RECORDS FOR PROCESSING ▸

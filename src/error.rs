//! Error types for the dcswitch controller.
//!
//! This module provides a unified error type [`SwitchError`] for all
//! operations, along with a convenient [`Result`] type alias.
//!
//! # Error Categories
//!
//! - **Activation**: target resolution and per-node write failures
//! - **Cluster**: upstream control-plane reachability and health
//! - **Coordination**: etcd connectivity and split-brain detection
//! - **Configuration**: invalid settings or missing configuration
//! - **Network/Serialization**: transport and JSON shaping errors

use std::io;
use thiserror::Error;

/// Main error type for dcswitch operations.
#[derive(Error, Debug)]
pub enum SwitchError {
    // Activation errors
    #[error("Target {0} not found")]
    TargetNotFound(String),

    #[error("Node write failed: cluster {cluster}, node {node}: {reason}")]
    NodeWriteFailed {
        cluster: String,
        node: String,
        reason: String,
    },

    // Cluster errors
    #[error("Cluster {cluster} unreachable: {reason}")]
    ClusterUnreachable { cluster: String, reason: String },

    #[error("Cluster {cluster} unhealthy: {reason}")]
    ClusterUnhealthy { cluster: String, reason: String },

    #[error("Not found: {0}")]
    NotFound(String),

    // Coordination errors
    #[error("Coordination store unavailable: {0}")]
    CoordinationUnavailable(String),

    #[error("Split-brain suspected: {0}")]
    SplitBrainSuspected(String),

    // Configuration errors
    #[error("Configuration error: {0}")]
    Config(String),

    #[error("Invalid configuration: {field}: {reason}")]
    InvalidConfig { field: String, reason: String },

    // Transport errors
    #[error("Network error: {0}")]
    Network(String),

    #[error("Serialization error: {0}")]
    Serialization(String),

    #[error("Timeout: {0}")]
    Timeout(String),

    #[error("I/O error: {0}")]
    Io(#[from] io::Error),

    #[error("Internal error: {0}")]
    Internal(String),
}

impl SwitchError {
    /// Whether the operation that produced this error may succeed on retry.
    pub fn is_retryable(&self) -> bool {
        matches!(
            self,
            SwitchError::ClusterUnreachable { .. }
                | SwitchError::CoordinationUnavailable(_)
                | SwitchError::Network(_)
                | SwitchError::Timeout(_)
        )
    }

    /// Whether this error maps to a 404 at the API boundary.
    pub fn is_not_found(&self) -> bool {
        matches!(
            self,
            SwitchError::NotFound(_) | SwitchError::TargetNotFound(_)
        )
    }
}

impl From<serde_json::Error> for SwitchError {
    fn from(err: serde_json::Error) -> Self {
        SwitchError::Serialization(err.to_string())
    }
}

impl From<reqwest::Error> for SwitchError {
    fn from(err: reqwest::Error) -> Self {
        if err.is_timeout() {
            SwitchError::Timeout(err.to_string())
        } else {
            SwitchError::Network(err.to_string())
        }
    }
}

/// Result type alias for dcswitch operations.
pub type Result<T> = std::result::Result<T, SwitchError>;

#[cfg(test)]
mod tests {
    use super::*;

    #[test]
    fn test_retryable_errors() {
        assert!(SwitchError::Network("connection refused".into()).is_retryable());
        assert!(SwitchError::CoordinationUnavailable("no quorum".into()).is_retryable());
        assert!(!SwitchError::TargetNotFound("dc1".into()).is_retryable());
        assert!(!SwitchError::Config("bad".into()).is_retryable());
    }

    #[test]
    fn test_not_found_mapping() {
        assert!(SwitchError::TargetNotFound("dc1".into()).is_not_found());
        assert!(SwitchError::NotFound("region eu".into()).is_not_found());
        assert!(!SwitchError::Internal("oops".into()).is_not_found());
    }

    #[test]
    fn test_error_display() {
        let err = SwitchError::NodeWriteFailed {
            cluster: "dc-a".into(),
            node: "n1".into(),
            reason: "connection reset".into(),
        };
        assert_eq!(
            err.to_string(),
            "Node write failed: cluster dc-a, node n1: connection reset"
        );
    }
}
//! Short-TTL node-snapshot cache.
//!
//! Maps `"<cluster>:nodes"` keys to node snapshots with a per-entry TTL.
//! The cache is advisory: every writer invalidates the cluster key
//! immediately after a successful node mutation, and readers fall through
//! to the cluster repository on a miss. A background sweep removes expired
//! entries at twice the default TTL.

use crate::types::Node;
use parking_lot::RwLock;
use std::collections::HashMap;
use std::sync::{Arc, Weak};
use std::time::{Duration, Instant};
use tracing::debug;

struct Entry {
    nodes: Vec<Node>,
    expires_at: Instant,
}

impl Entry {
    fn is_expired(&self, now: Instant) -> bool {
        now >= self.expires_at
    }
}

/// Thread-safe TTL cache for node snapshots.
pub struct NodeCache {
    entries: Arc<RwLock<HashMap<String, Entry>>>,
    default_ttl: Duration,
}

/// Cache key for a cluster's node snapshot.
pub fn nodes_key(cluster: &str) -> String {
    format!("{}:nodes", cluster)
}

impl NodeCache {
    /// Create a cache and spawn its background sweeper.
    ///
    /// The sweeper runs at twice the default TTL and exits once the cache
    /// is dropped.
    pub fn new(default_ttl: Duration) -> Self {
        let entries = Arc::new(RwLock::new(HashMap::new()));
        let cache = Self {
            entries: Arc::clone(&entries),
            default_ttl,
        };

        let weak: Weak<RwLock<HashMap<String, Entry>>> = Arc::downgrade(&entries);
        let sweep_interval = default_ttl.saturating_mul(2).max(Duration::from_secs(1));
        tokio::spawn(async move {
            let mut ticker = tokio::time::interval(sweep_interval);
            ticker.set_missed_tick_behavior(tokio::time::MissedTickBehavior::Delay);
            loop {
                ticker.tick().await;
                let Some(entries) = weak.upgrade() else {
                    break;
                };
                let now = Instant::now();
                let mut map = entries.write();
                let before = map.len();
                map.retain(|_, entry| !entry.is_expired(now));
                let removed = before - map.len();
                if removed > 0 {
                    debug!(removed, "swept expired cache entries");
                }
            }
        });

        cache
    }

    /// Default entry TTL.
    pub fn default_ttl(&self) -> Duration {
        self.default_ttl
    }

    /// Get a snapshot if present and not expired.
    pub fn get(&self, key: &str) -> Option<Vec<Node>> {
        let map = self.entries.read();
        let entry = map.get(key)?;
        if entry.is_expired(Instant::now()) {
            return None;
        }
        Some(entry.nodes.clone())
    }

    /// Store a snapshot with the given TTL.
    pub fn put(&self, key: impl Into<String>, nodes: Vec<Node>, ttl: Duration) {
        let entry = Entry {
            nodes,
            expires_at: Instant::now() + ttl,
        };
        self.entries.write().insert(key.into(), entry);
    }

    /// Remove a single key.
    pub fn delete(&self, key: &str) {
        self.entries.write().remove(key);
    }

    /// Remove all entries.
    pub fn clear(&self) {
        self.entries.write().clear();
    }

    /// Number of live (possibly expired, not yet swept) entries.
    pub fn len(&self) -> usize {
        self.entries.read().len()
    }

    pub fn is_empty(&self) -> bool {
        self.entries.read().is_empty()
    }
}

TRY IT ▸
Retyping the whole listing exactly is the task here.

RESULT FOR THIS EXERCISE ▸
filename src/error.rs
//! Error types for the dcswitch controller.
//!
//! This module provides a unified error type [`SwitchError`] for all
//! operations, along with a convenient [`Result`] type alias.
//!
//! # Error Categories
//!
//! - **Activation**: target resolution and per-node write failures
//! - **Cluster**: upstream control-plane reachability and health
//! - **Coordination**: etcd connectivity and split-brain detection
//! - **Configuration**: invalid settings or missing configuration
//! - **Network/Serialization**: transport and JSON shaping errors

use std::io;
use thiserror::Error;

/// Main error type for dcswitch operations.
#[derive(Error, Debug)]
pub enum SwitchError {
    // Activation errors
    #[error("Target {0} not found")]
    TargetNotFound(String),

    #[error("Node write failed: cluster {cluster}, node {node}: {reason}")]
    NodeWriteFailed {
        cluster: String,
        node: String,
        reason: String,
    },

    // Cluster errors
    #[error("Cluster {cluster} unreachable: {reason}")]
    ClusterUnreachable { cluster: String, reason: String },

    #[error("Cluster {cluster} unhealthy: {reason}")]
    ClusterUnhealthy { cluster: String, reason: String },

    #[error("Not found: {0}")]
    NotFound(String),

    // Coordination errors
    #[error("Coordination store unavailable: {0}")]
    CoordinationUnavailable(String),

    #[error("Split-brain suspected: {0}")]
    SplitBrainSuspected(String),

    // Configuration errors
    #[error("Configuration error: {0}")]
    Config(String),

    #[error("Invalid configuration: {field}: {reason}")]
    InvalidConfig { field: String, reason: String },

    // Transport errors
    #[error("Network error: {0}")]
    Network(String),

    #[error("Serialization error: {0}")]
    Serialization(String),

    #[error("Timeout: {0}")]
    Timeout(String),

    #[error("I/O error: {0}")]
    Io(#[from] io::Error),

    #[error("Internal error: {0}")]
    Internal(String),
}

impl SwitchError {
    /// Whether the operation that produced this error may succeed on retry.
    pub fn is_retryable(&self) -> bool {
        matches!(
            self,
            SwitchError::ClusterUnreachable { .. }
                | SwitchError::CoordinationUnavailable(_)
                | SwitchError::Network(_)
                | SwitchError::Timeout(_)
        )
    }

    /// Whether this error maps to a 404 at the API boundary.
    pub fn is_not_found(&self) -> bool {
        matches!(
            self,
            SwitchError::NotFound(_) | SwitchError::TargetNotFound(_)
        )
    }
}

impl From<serde_json::Error> for SwitchError {
    fn from(err: serde_json::Error) -> Self {
        SwitchError::Serialization(err.to_string())
    }
}

impl From<reqwest::Error> for SwitchError {
    fn from(err: reqwest::Error) -> Self {
        if err.is_timeout() {
            SwitchError::Timeout(err.to_string())
        } else {
            SwitchError::Network(err.to_string())
        }
    }
}

/// Result type alias for dcswitch operations.
pub type Result<T> = std::result::Result<T, SwitchError>;

#[cfg(test)]
mod tests {
    use super::*;

    #[test]
    fn test_retryable_errors() {
        assert!(SwitchError::Network("connection refused".into()).is_retryable());
        assert!(SwitchError::CoordinationUnavailable("no quorum".into()).is_retryable());
        assert!(!SwitchError::TargetNotFound("dc1".into()).is_retryable());
        assert!(!SwitchError::Config("bad".into()).is_retryable());
    }

    #[test]
    fn test_not_found_mapping() {
        assert!(SwitchError::TargetNotFound("dc1".into()).is_not_found());
        assert!(SwitchError::NotFound("region eu".into()).is_not_found());
        assert!(!SwitchError::Internal("oops".into()).is_not_found());
    }

    #[test]
    fn test_error_display() {
        let err = SwitchError::NodeWriteFailed {
            cluster: "dc-a".into(),
            node: "n1".into(),
            reason: "connection reset".into(),
        };
        assert_eq!(
            err.to_string(),
            "Node write failed: cluster dc-a, node n1: connection reset"
        );
    }
}
//! Short-TTL node-snapshot cache.
//!
//! Maps `"<cluster>:nodes"` keys to node snapshots with a per-entry TTL.
//! The cache is advisory: every writer invalidates the cluster key
//! immediately after a successful node mutation, and readers fall through
//! to the cluster repository on a miss. A background sweep removes expired
//! entries at twice the default TTL.

use crate::types::Node;
use parking_lot::RwLock;
use std::collections::HashMap;
use std::sync::{Arc, Weak};
use std::time::{Duration, Instant};
use tracing::debug;

struct Entry {
    nodes: Vec<Node>,
    expires_at: Instant,
}

impl Entry {
    fn is_expired(&self, now: Instant) -> bool {
        now >= self.expires_at
    }
}

/// Thread-safe TTL cache for node snapshots.
pub struct NodeCache {
    entries: Arc<RwLock<HashMap<String, Entry>>>,
    default_ttl: Duration,
}

/// Cache key for a cluster's node snapshot.
pub fn nodes_key(cluster: &str) -> String {
    format!("{}:nodes", cluster)
}

impl NodeCache {
    /// Create a cache and spawn its background sweeper.
    ///
    /// The sweeper runs at twice the default TTL and exits once the cache
    /// is dropped.
    pub fn new(default_ttl: Duration) -> Self {
        let entries = Arc::new(RwLock::new(HashMap::new()));
        let cache = Self {
            entries: Arc::clone(&entries),
            default_ttl,
        };

        let weak: Weak<RwLock<HashMap<String, Entry>>> = Arc::downgrade(&entries);
        let sweep_interval = default_ttl.saturating_mul(2).max(Duration::from_secs(1));
        tokio::spawn(async move {
            let mut ticker = tokio::time::interval(sweep_interval);
            ticker.set_missed_tick_behavior(tokio::time::MissedTickBehavior::Delay);
            loop {
                ticker.tick().await;
                let Some(entries) = weak.upgrade() else {
                    break;
                };
                let now = Instant::now();
                let mut map = entries.write();
                let before = map.len();
                map.retain(|_, entry| !entry.is_expired(now));
                let removed = before - map.len();
                if removed > 0 {
                    debug!(removed, "swept expired cache entries");
                }
            }
        });

        cache
    }

    /// Default entry TTL.
    pub fn default_ttl(&self) -> Duration {
        self.default_ttl
    }

    /// Get a snapshot if present and not expired.
    pub fn get(&self, key: &str) -> Option<Vec<Node>> {
        let map = self.entries.read();
        let entry = map.get(key)?;
        if entry.is_expired(Instant::now()) {
            return None;
        }
        Some(entry.nodes.clone())
    }

    /// Store a snapshot with the given TTL.
    pub fn put(&self, key: impl Into<String>, nodes: Vec<Node>, ttl: Duration) {
        let entry = Entry {
            nodes,
            expires_at: Instant::now() + ttl,
        };
        self.entries.write().insert(key.into(), entry);
    }

    /// Remove a single key.
    pub fn delete(&self, key: &str) {
        self.entries.write().remove(key);
    }

    /// Remove all entries.
    pub fn clear(&self) {
        self.entries.write().clear();
    }

    /// Number of live (possibly expired, not yet swept) entries.
    pub fn len(&self) -> usize {
        self.entries.read().len()
    }

    pub fn is_empty(&self) -> bool {
        self.entries.read().is_empty()
    }
}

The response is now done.